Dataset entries
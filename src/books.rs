pub mod domain;
pub mod dto;
pub mod factory;
pub mod repository;
//! Socket transports
//!
//! Plain TCP or TCP wrapped in a rustls client session.

use std::io::{self, Read, Write};
use std::net::{Shutdown, TcpStream};
use std::sync::Arc;

use rustls::client::danger::{HandshakeSignatureValid, ServerCertVerified, ServerCertVerifier};
use rustls::crypto::{verify_tls12_signature, verify_tls13_signature, CryptoProvider};
use rustls::pki_types::{CertificateDer, ServerName, UnixTime};
use rustls::{ClientConnection, DigitallySignedStruct, RootCertStore, SignatureScheme, StreamOwned};

use crate::error::{Result, RosgateError};

/// An established byte stream to the device
pub enum Transport {
    Plain(TcpStream),
    Tls(Box<StreamOwned<ClientConnection, TcpStream>>),
}

impl Transport {
    /// Wrap `tcp` in TLS and complete the handshake
    pub fn tls(mut tcp: TcpStream, host: &str, verify: bool) -> Result<Self> {
        let config = client_config(verify)?;
        let server_name = ServerName::try_from(host.to_string())
            .map_err(|e| RosgateError::Connection(format!("invalid TLS server name {host:?}: {e}")))?;
        let mut session = ClientConnection::new(config, server_name)
            .map_err(|e| RosgateError::Connection(format!("TLS setup failed: {e}")))?;

        while session.is_handshaking() {
            let (read, written) = session
                .complete_io(&mut tcp)
                .map_err(|e| RosgateError::from_io("TLS handshake failed", e))?;
            if read == 0 && written == 0 {
                return Err(RosgateError::Connection(
                    "TLS handshake failed: connection closed by device".to_string(),
                ));
            }
        }

        Ok(Transport::Tls(Box::new(StreamOwned::new(session, tcp))))
    }

    fn tcp(&self) -> &TcpStream {
        match self {
            Transport::Plain(tcp) => tcp,
            Transport::Tls(stream) => stream.get_ref(),
        }
    }

    /// Send close_notify if TLS, then shut the socket down both ways
    pub fn shutdown(&mut self) {
        if let Transport::Tls(stream) = self {
            stream.conn.send_close_notify();
            let _ = stream.flush();
        }
        let _ = self.tcp().shutdown(Shutdown::Both);
    }

    pub fn is_tls(&self) -> bool {
        matches!(self, Transport::Tls(_))
    }
}

impl Read for Transport {
    fn read(&mut self, buf: &mut [u8]) -> io::Result<usize> {
        match self {
            Transport::Plain(tcp) => tcp.read(buf),
            Transport::Tls(stream) => stream.read(buf),
        }
    }
}

impl Write for Transport {
    fn write(&mut self, buf: &[u8]) -> io::Result<usize> {
        match self {
            Transport::Plain(tcp) => tcp.write(buf),
            Transport::Tls(stream) => stream.write(buf),
        }
    }

    fn flush(&mut self) -> io::Result<()> {
        match self {
            Transport::Plain(tcp) => tcp.flush(),
            Transport::Tls(stream) => stream.flush(),
        }
    }
}

// =============================================================================
// TLS Configuration
// =============================================================================

fn client_config(verify: bool) -> Result<Arc<rustls::ClientConfig>> {
    let provider = Arc::new(rustls::crypto::ring::default_provider());
    let builder = rustls::ClientConfig::builder_with_provider(provider.clone())
        .with_safe_default_protocol_versions()
        .map_err(|e| RosgateError::Connection(format!("TLS setup failed: {e}")))?;

    let config = if verify {
        let roots = RootCertStore::from_iter(webpki_roots::TLS_SERVER_ROOTS.iter().cloned());
        builder.with_root_certificates(roots).with_no_client_auth()
    } else {
        tracing::warn!("TLS certificate verification disabled");
        builder
            .dangerous()
            .with_custom_certificate_verifier(Arc::new(AcceptAnyCertificate(provider)))
            .with_no_client_auth()
    };

    Ok(Arc::new(config))
}

/// Accepts any certificate but still checks handshake signatures
#[derive(Debug)]
struct AcceptAnyCertificate(Arc<CryptoProvider>);

impl ServerCertVerifier for AcceptAnyCertificate {
    fn verify_server_cert(
        &self,
        _end_entity: &CertificateDer<'_>,
        _intermediates: &[CertificateDer<'_>],
        _server_name: &ServerName<'_>,
        _ocsp_response: &[u8],
        _now: UnixTime,
    ) -> std::result::Result<ServerCertVerified, rustls::Error> {
        Ok(ServerCertVerified::assertion())
    }

    fn verify_tls12_signature(
        &self,
        message: &[u8],
        cert: &CertificateDer<'_>,
        dss: &DigitallySignedStruct,
    ) -> std::result::Result<HandshakeSignatureValid, rustls::Error> {
        verify_tls12_signature(message, cert, dss, &self.0.signature_verification_algorithms)
    }

    fn verify_tls13_signature(
        &self,
        message: &[u8],
        cert: &CertificateDer<'_>,
        dss: &DigitallySignedStruct,
    ) -> std::result::Result<HandshakeSignatureValid, rustls::Error> {
        verify_tls13_signature(message, cert, dss, &self.0.signature_verification_algorithms)
    }

    fn supported_verify_schemes(&self) -> Vec<SignatureScheme> {
        self.0.signature_verification_algorithms.supported_schemes()
    }
}
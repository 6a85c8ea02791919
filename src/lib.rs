//! # rosgate
//!
//! A RouterOS API client for ISP administration backends:
//! - Variable-length word codec and sentence framing
//! - Plain TCP or TLS connections with bounded timeouts
//! - Single-step login and request/reply command dispatch
//! - A fixed registry of actions behind a read-only safety policy
//!
//! ## Architecture Overview
//!
//! ```text
//! ┌─────────────────────────────────────────────────────────────┐
//! │                 HTTP layer (collaborator)                   │
//! └─────────────────────┬───────────────────────────────────────┘
//!                       │ JSON request
//! ┌─────────────────────▼───────────────────────────────────────┐
//! │                      Service                                │
//! │        (credentials check, plan, connect, respond)          │
//! └─────────────────────┬───────────────────────────────────────┘
//!                       │
//!          ┌────────────┴────────────┐
//!          │                         │
//!          ▼                         ▼
//!   ┌─────────────┐          ┌─────────────┐
//!   │  Registry   │ ───────▶ │ Connection  │
//!   │  (Plans)    │   cmd    │ (Dispatch)  │
//!   └─────────────┘          └──────┬──────┘
//!                                   │
//!                                   ▼
//!                           ┌─────────────┐
//!                           │  Protocol   │
//!                           │ (Sentences) │
//!                           └─────────────┘
//! ```

// =============================================================================
// Module Declarations
// =============================================================================

pub mod error;
pub mod config;

pub mod protocol;
pub mod network;
pub mod registry;
pub mod service;

// =============================================================================
// Public API Re-exports
// =============================================================================

pub use error::{ErrorKind, Result, RosgateError};
pub use config::Config;
pub use network::{CommandExecutor, Connection, ConnectionState};
pub use registry::{Action, Params, Plan};
pub use service::{DeviceRequest, ServiceResponse};

// =============================================================================
// Version Info
// =============================================================================

/// Current version of rosgate
pub const VERSION: &str = env!("CARGO_PKG_VERSION");
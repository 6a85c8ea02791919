//! Safety policy
//!
//! Checks applied before anything reaches the wire: the read-only whitelist
//! for arbitrary commands and the PPP secret name rules.

use serde_json::Value;

use crate::error::{Result, RosgateError};

/// Command path prefixes `run` may target
pub const RUN_WHITELIST: &[&str] = &[
    "/interface",
    "/ip/address",
    "/system/resource",
    "/ip/hotspot/active",
    "/ppp/active",
    "/log",
];

/// Verbs that only read device state
pub const READ_VERBS: &[&str] = &["print", "getall"];

/// Check an arbitrary command path against the whitelist
///
/// Prefixes match whole path segments, so `/interfaces/print` is not covered
/// by `/interface`.
pub fn check_run_command(path: &str) -> Result<()> {
    if path.is_empty() || !path.starts_with('/') {
        return Err(RosgateError::Validation(format!("invalid command {path:?}")));
    }

    let allowed = RUN_WHITELIST.iter().any(|prefix| {
        path == *prefix
            || path
                .strip_prefix(prefix)
                .is_some_and(|rest| rest.starts_with('/'))
    });
    if !allowed {
        return Err(RosgateError::SafetyPolicy(format!(
            "{path} is outside the read-only command whitelist"
        )));
    }

    let verb = path.rsplit('/').next().unwrap_or_default();
    if !READ_VERBS.contains(&verb) {
        return Err(RosgateError::SafetyPolicy(format!(
            "{path} is not a read-only command"
        )));
    }

    Ok(())
}

/// Turn `run` arguments into attribute and query words
///
/// Keys starting with `?` become query words (`?name=value`), everything
/// else becomes `=key=value`.
pub fn argument_words(arguments: Option<&Value>) -> Result<Vec<String>> {
    let map = match arguments {
        None | Some(Value::Null) => return Ok(Vec::new()),
        Some(Value::Object(map)) => map,
        Some(_) => {
            return Err(RosgateError::Validation(
                "arguments must be an object".to_string(),
            ))
        }
    };

    map.iter()
        .map(|(key, value)| {
            let key = key.trim();
            if key.is_empty() || key == "?" {
                return Err(RosgateError::Validation("argument names must not be empty".to_string()));
            }
            let value = scalar(key, value)?;
            Ok(match key.strip_prefix('?') {
                Some(query) => format!("?{query}={value}"),
                None => format!("={key}={value}"),
            })
        })
        .collect()
}

fn scalar(key: &str, value: &Value) -> Result<String> {
    match value {
        Value::String(s) => Ok(s.clone()),
        Value::Number(n) => Ok(n.to_string()),
        Value::Bool(b) => Ok(if *b { "yes" } else { "no" }.to_string()),
        Value::Null => Ok(String::new()),
        _ => Err(RosgateError::Validation(format!(
            "argument {key:?} must be a string, number or boolean"
        ))),
    }
}

/// PPP secret names: 3 to 64 of `A-Z a-z 0-9 . _ -`
pub fn check_secret_name(name: &str) -> Result<()> {
    let valid_len = (3..=64).contains(&name.len());
    let valid_chars = name
        .chars()
        .all(|c| c.is_ascii_alphanumeric() || matches!(c, '.' | '_' | '-'));

    if valid_len && valid_chars {
        Ok(())
    } else {
        Err(RosgateError::Validation(format!(
            "invalid secret name {name:?}: use 3-64 characters from A-Z, a-z, 0-9, '.', '_', '-'"
        )))
    }
}

#[cfg(test)]
mod tests {
    use super::*;
    use serde_json::json;

    #[test]
    fn test_whitelisted_reads_allowed() {
        for path in [
            "/interface/print",
            "/interface/ethernet/print",
            "/ip/address/print",
            "/system/resource/print",
            "/ip/hotspot/active/print",
            "/ppp/active/print",
            "/log/print",
            "/interface/getall",
        ] {
            check_run_command(path).unwrap();
        }
    }

    #[test]
    fn test_outside_whitelist_rejected() {
        for path in ["/system/reboot", "/ppp/secret/print", "/interfaces/print", "/user/print"] {
            assert!(
                matches!(check_run_command(path), Err(RosgateError::SafetyPolicy(_))),
                "{path}"
            );
        }
    }

    #[test]
    fn test_write_verbs_rejected_inside_whitelist() {
        for path in ["/interface/set", "/ip/address/add", "/ppp/active/remove", "/log"] {
            assert!(
                matches!(check_run_command(path), Err(RosgateError::SafetyPolicy(_))),
                "{path}"
            );
        }
    }

    #[test]
    fn test_malformed_path_is_validation() {
        assert!(matches!(check_run_command(""), Err(RosgateError::Validation(_))));
        assert!(matches!(check_run_command("interface/print"), Err(RosgateError::Validation(_))));
    }

    #[test]
    fn test_argument_words() {
        let args = json!({"?name": "ether1", ".proplist": "name,type", "count": 3, "detail": true});
        let words = argument_words(Some(&args)).unwrap();
        assert_eq!(
            words,
            vec!["?name=ether1", "=.proplist=name,type", "=count=3", "=detail=yes"]
        );
    }

    #[test]
    fn test_argument_words_rejects_nesting() {
        let args = json!({"x": {"y": 1}});
        assert!(matches!(argument_words(Some(&args)), Err(RosgateError::Validation(_))));
        assert!(matches!(argument_words(Some(&json!("x"))), Err(RosgateError::Validation(_))));
        assert!(argument_words(None).unwrap().is_empty());
    }

    #[test]
    fn test_secret_names() {
        check_secret_name("cliente.01_a-b").unwrap();
        assert!(check_secret_name("ab").is_err());
        assert!(check_secret_name(&"a".repeat(65)).is_err());
        assert!(check_secret_name("bad name").is_err());
        assert!(check_secret_name("josé").is_err());
        check_secret_name(&"a".repeat(64)).unwrap();
    }
}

- _WORK ITEM_
Transcribe the records above exactly, beginning at the line that contains "fn client_config(verify: bool)" and ending with the line that contains "impl ServerCertVerifier for", both included, and nothing else.

- _RESPONSE TO THE EXERCISE_
fn client_config(verify: bool) -> Result<Arc<rustls::ClientConfig>> {
    let provider = Arc::new(rustls::crypto::ring::default_provider());
    let builder = rustls::ClientConfig::builder_with_provider(provider.clone())
        .with_safe_default_protocol_versions()
        .map_err(|e| RosgateError::Connection(format!("TLS setup failed: {e}")))?;

    let config = if verify {
        let roots = RootCertStore::from_iter(webpki_roots::TLS_SERVER_ROOTS.iter().cloned());
        builder.with_root_certificates(roots).with_no_client_auth()
    } else {
        tracing::warn!("TLS certificate verification disabled");
        builder
            .dangerous()
            .with_custom_certificate_verifier(Arc::new(AcceptAnyCertificate(provider)))
            .with_no_client_auth()
    };

    Ok(Arc::new(config))
}

/// Accepts any certificate but still checks handshake signatures
#[derive(Debug)]
struct AcceptAnyCertificate(Arc<CryptoProvider>);

impl ServerCertVerifier for AcceptAnyCertificate {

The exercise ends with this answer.